» **Exercise directions**: Within the entries below, the lines from the one with "fn default_working_dir() ->" through the one with "a TOML file." are to be set down exactly, both ends kept.

Saved data entries:

//! Configuration models for histmatch.
//!
//! All I^R (resolvable ignorance) is parameterized here.
//! The user resolves these unknowns at runtime via config file.
//!
//! Loading only checks TOML syntax. Values whose validity depends on the model
//! (parameter names, cut lengths, sample counts) are checked at the earliest
//! point they are needed, see [`EmulatorConfig::validate_static`] and the
//! pipeline constructors.

use serde::{Deserialize, Serialize};
use std::path::PathBuf;

use super::{HistMatchError, Result};

/// Top-level configuration for histmatch.
#[derive(Debug, Clone, Default, Serialize, Deserialize)]
pub struct Config {
    /// Emulator construction settings
    #[serde(default)]
    pub emulator: EmulatorConfig,

    /// Projection settings
    #[serde(default)]
    pub projection: ProjectionConfig,

    /// Store settings
    #[serde(default)]
    pub store: StoreConfig,
}

/// Emulator construction parameters.
///
/// Epistemic foundation:
/// - I^R: Every sampling, fitting and cut parameter is resolved here
/// - B_i: `method`, `criterion` and `pot_active_par` are kept raw and parsed
///   when first needed, so bad values surface as typed errors at that point
#[derive(Debug, Clone, Serialize, Deserialize)]
pub struct EmulatorConfig {
    /// Number of initial Latin-hypercube samples for iteration 1
    #[serde(default = "default_n_sam_init")]
    pub n_sam_init: usize,

    /// Number of samples drawn from the plausible region for later iterations
    #[serde(default)]
    pub n_sam_refine: Option<usize>,

    /// Candidate population per parameter used for implausibility analysis
    #[serde(default = "default_base_eval_sam")]
    pub base_eval_sam: usize,

    /// Gaussian amplitude used when no regression residual variance exists
    #[serde(default = "default_sigma")]
    pub sigma: f64,

    /// Correlation length as a fraction of each parameter range
    #[serde(default = "default_l_corr")]
    pub l_corr: f64,

    /// Implausibility cut-off per rank (0.0 = wildcard)
    #[serde(default = "default_impl_cut")]
    pub impl_cut: Vec<f64>,

    /// Space-filling criterion for Latin-hypercube designs
    #[serde(default)]
    pub criterion: Option<CriterionSetting>,

    /// Emulation method: "regression", "gaussian" or "full"
    #[serde(default = "default_method")]
    pub method: String,

    /// Include regression coefficient covariance in the Gaussian prior
    #[serde(default)]
    pub use_regr_cov: bool,

    /// Highest polynomial order considered by regression and active-parameter tests
    #[serde(default = "default_poly_order")]
    pub poly_order: u32,

    /// Number of cross-validation folds used to pick the regression order
    #[serde(default = "default_n_cross_val")]
    pub n_cross_val: usize,

    /// Run the active-parameter analysis (otherwise every eligible parameter is active)
    #[serde(default = "default_true")]
    pub do_active_anal: bool,

    /// Keep parameters active once they were active in an earlier iteration
    #[serde(default = "default_true")]
    pub freeze_active_par: bool,

    /// Parameters eligible to become active (names or indices); all when absent
    #[serde(default)]
    pub pot_active_par: Option<PotActiveSetting>,

    /// Significance level of the active-parameter F-test
    #[serde(default = "default_active_par_alpha")]
    pub active_par_alpha: f64,

    /// Use mock data instead of the model's observational data
    #[serde(default)]
    pub use_mock: MockSetting,

    /// Seed for every random draw made by the pipeline
    #[serde(default = "default_seed")]
    pub seed: u64,

    /// Bounded number of extra candidate rounds when refining samples
    #[serde(default = "default_max_refine_rounds")]
    pub max_refine_rounds: usize,

    /// Show a progress bar while evaluating candidate populations
    #[serde(default)]
    pub progress: bool,
}

fn default_n_sam_init() -> usize {
    500
}

fn default_base_eval_sam() -> usize {
    800
}

fn default_sigma() -> f64 {
    0.8
}

fn default_l_corr() -> f64 {
    0.3
}

fn default_impl_cut() -> Vec<f64> {
    vec![0.0, 4.0, 3.8, 3.5]
}

fn default_method() -> String {
    "full".to_string()
}

fn default_poly_order() -> u32 {
    3
}

fn default_n_cross_val() -> usize {
    5
}

fn default_active_par_alpha() -> f64 {
    0.05
}

fn default_seed() -> u64 {
    4
}

fn default_max_refine_rounds() -> usize {
    3
}

fn default_true() -> bool {
    true
}

impl Default for EmulatorConfig {
    fn default() -> Self {
        Self {
            n_sam_init: default_n_sam_init(),
            n_sam_refine: None,
            base_eval_sam: default_base_eval_sam(),
            sigma: default_sigma(),
            l_corr: default_l_corr(),
            impl_cut: default_impl_cut(),
            criterion: None,
            method: default_method(),
            use_regr_cov: false,
            poly_order: default_poly_order(),
            n_cross_val: default_n_cross_val(),
            do_active_anal: true,
            freeze_active_par: true,
            pot_active_par: None,
            active_par_alpha: default_active_par_alpha(),
            use_mock: MockSetting::default(),
            seed: default_seed(),
            max_refine_rounds: default_max_refine_rounds(),
            progress: false,
        }
    }
}

impl EmulatorConfig {
    /// Samples drawn for every iteration after the first.
    pub fn n_sam_refine(&self) -> usize {
        self.n_sam_refine.unwrap_or(self.n_sam_init)
    }

    /// Size of the candidate population for a model with `n_par` parameters.
    pub fn n_eval_sam(&self, n_par: usize) -> usize {
        self.base_eval_sam * n_par.max(1)
    }

    /// Validate the values that do not depend on the model.
    ///
    /// B_i(sample counts positive, scalars finite) → Result
    pub fn validate_static(&self) -> std::result::Result<(), ConfigError> {
        if self.n_sam_init == 0 {
            return Err(ConfigError::NonPositive("n_sam_init"));
        }
        if self.n_sam_refine == Some(0) {
            return Err(ConfigError::NonPositive("n_sam_refine"));
        }
        if self.base_eval_sam == 0 {
            return Err(ConfigError::NonPositive("base_eval_sam"));
        }
        if !(self.sigma.is_finite() && self.sigma > 0.0) {
            return Err(ConfigError::InvalidScalar {
                name: "sigma",
                value: self.sigma,
            });
        }
        if !(self.l_corr.is_finite() && self.l_corr > 0.0) {
            return Err(ConfigError::InvalidScalar {
                name: "l_corr",
                value: self.l_corr,
            });
        }
        if !(self.active_par_alpha > 0.0 && self.active_par_alpha < 1.0) {
            return Err(ConfigError::InvalidScalar {
                name: "active_par_alpha",
                value: self.active_par_alpha,
            });
        }
        Ok(())
    }
}

/// Raw `criterion` setting as written in the config file.
///
/// K_i: TOML gives us a string, a float or a bool; only the first two are meaningful.
#[derive(Debug, Clone, PartialEq, Serialize, Deserialize)]
#[serde(untagged)]
pub enum CriterionSetting {
    Flag(bool),
    Weight(f64),
    Name(String),
}

/// Raw `pot_active_par` setting.
#[derive(Debug, Clone, PartialEq, Serialize, Deserialize)]
#[serde(untagged)]
pub enum PotActiveSetting {
    Flag(bool),
    List(Vec<ParRef>),
}

/// Reference to a model parameter by position or by name.
#[derive(Debug, Clone, PartialEq, Eq, Serialize, Deserialize)]
#[serde(untagged)]
pub enum ParRef {
    Index(usize),
    Name(String),
}

impl From<usize> for ParRef {
    fn from(i: usize) -> Self {
        Self::Index(i)
    }
}

impl From<&str> for ParRef {
    fn from(s: &str) -> Self {
        Self::Name(s.to_string())
    }
}

impl std::fmt::Display for ParRef {
    fn fmt(&self, f: &mut std::fmt::Formatter<'_>) -> std::fmt::Result {
        match self {
            Self::Index(i) => write!(f, "{i}"),
            Self::Name(n) => write!(f, "{n:?}"),
        }
    }
}

/// Raw `use_mock` setting: off, on (estimates), or explicit parameter values.
#[derive(Debug, Clone, PartialEq, Serialize, Deserialize)]
#[serde(untagged)]
pub enum MockSetting {
    Flag(bool),
    Values(Vec<f64>),
}

impl Default for MockSetting {
    fn default() -> Self {
        Self::Flag(false)
    }
}

impl MockSetting {
    pub fn enabled(&self) -> bool {
        !matches!(self, Self::Flag(false))
    }
}

/// Projection settings.
#[derive(Debug, Clone, Serialize, Deserialize)]
pub struct ProjectionConfig {
    /// Grid points per projected axis
    #[serde(default = "default_proj_res")]
    pub proj_res: usize,

    /// Hidden-parameter samples per grid point
    #[serde(default = "default_proj_depth")]
    pub proj_depth: usize,

    /// "2D", "3D" or "both"
    #[serde(default = "default_proj_type")]
    pub proj_type: String,
}

fn default_proj_res() -> usize {
    25
}

fn default_proj_depth() -> usize {
    250
}

fn default_proj_type() -> String {
    "both".to_string()
}

impl Default for ProjectionConfig {
    fn default() -> Self {
        Self {
            proj_res: default_proj_res(),
            proj_depth: default_proj_depth(),
            proj_type: default_proj_type(),
        }
    }
}

/// Store settings.
#[derive(Debug, Clone, Serialize, Deserialize)]
pub struct StoreConfig {
    /// Directory holding the iteration store
    #[serde(default = "default_working_dir")]
    pub working_dir: PathBuf,
}

fn default_working_dir() -> PathBuf {
    PathBuf::from("histmatch_0")
}

impl Default for StoreConfig {
    fn default() -> Self {
        Self {
            working_dir: default_working_dir(),
        }
    }
}

impl Config {
    /// Load configuration from a TOML file.
    ///
    /// B_i(file exists) → Result
    /// B_i(file is valid TOML) → Result
    pub fn from_file(path: &std::path::Path) -> std::result::Result<Self, ConfigError> {
        let content = std::fs::read_to_string(path).map_err(|e| ConfigError::FileRead {
            path: path.to_owned(),
            source: e,
        })?;

        Self::from_toml_str(&content).map_err(|e| match e {
            ConfigError::ParseStr(source) => ConfigError::Parse {
                path: path.to_owned(),
                source,
            },
            other => other,
        })
    }

    /// Parse configuration from TOML text.
    pub fn from_toml_str(content: &str) -> std::result::Result<Self, ConfigError> {
        toml::from_str(content).map_err(ConfigError::ParseStr)
    }

    /// Check everything that can be checked without a model.
    pub fn validate(&self) -> Result<()> {
        self.emulator.validate_static()?;
        if self.projection.proj_res < 2 {
            return Err(HistMatchError::Value(format!(
                "proj_res must be at least 2, got {}",
                self.projection.proj_res
            )));
        }
        if self.projection.proj_depth == 0 {
            return Err(ConfigError::NonPositive("proj_depth").into());
        }
        Ok(())
    }
}

/// Configuration errors.
///
/// Epistemic origin:
/// - B_i falsified: File not found, parse error, invalid static values
#[derive(Debug, thiserror::Error)]
pub enum ConfigError {
    #[error("Failed to read config file {path}: {source}")]
    FileRead {
        path: PathBuf,
        source: std::io::Error,
    },

    #[error("Failed to parse config file {path}: {source}")]
    Parse {
        path: PathBuf,
        source: toml::de::Error,
    },

    #[error("Failed to parse config: {0}")]
    ParseStr(toml::de::Error),

    #[error("Parameter '{name}' has invalid bounds [{lower}, {upper}]")]
    InvalidBounds { name: String, lower: f64, upper: f64 },

    #[error("'{0}' must be a positive count")]
    NonPositive(&'static str),

    #[error("'{name}' has invalid value {value}")]
    InvalidScalar { name: &'static str, value: f64 },

    #[error("impl_cut must contain at least one value")]
    EmptyImplCut,

    #[error("n_cross_val must be at least 2, got {0}")]
    TooFewFolds(usize),

    #[error("n_cross_val ({n_cross_val}) exceeds the number of available samples ({n_sam})")]
    FoldsExceedSamples { n_cross_val: usize, n_sam: usize },
}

» **Response to this exercise**:
fn default_working_dir() -> PathBuf {
    PathBuf::from("histmatch_0")
}

impl Default for StoreConfig {
    fn default() -> Self {
        Self {
            working_dir: default_working_dir(),
        }
    }
}

impl Config {
    /// Load configuration from a TOML file.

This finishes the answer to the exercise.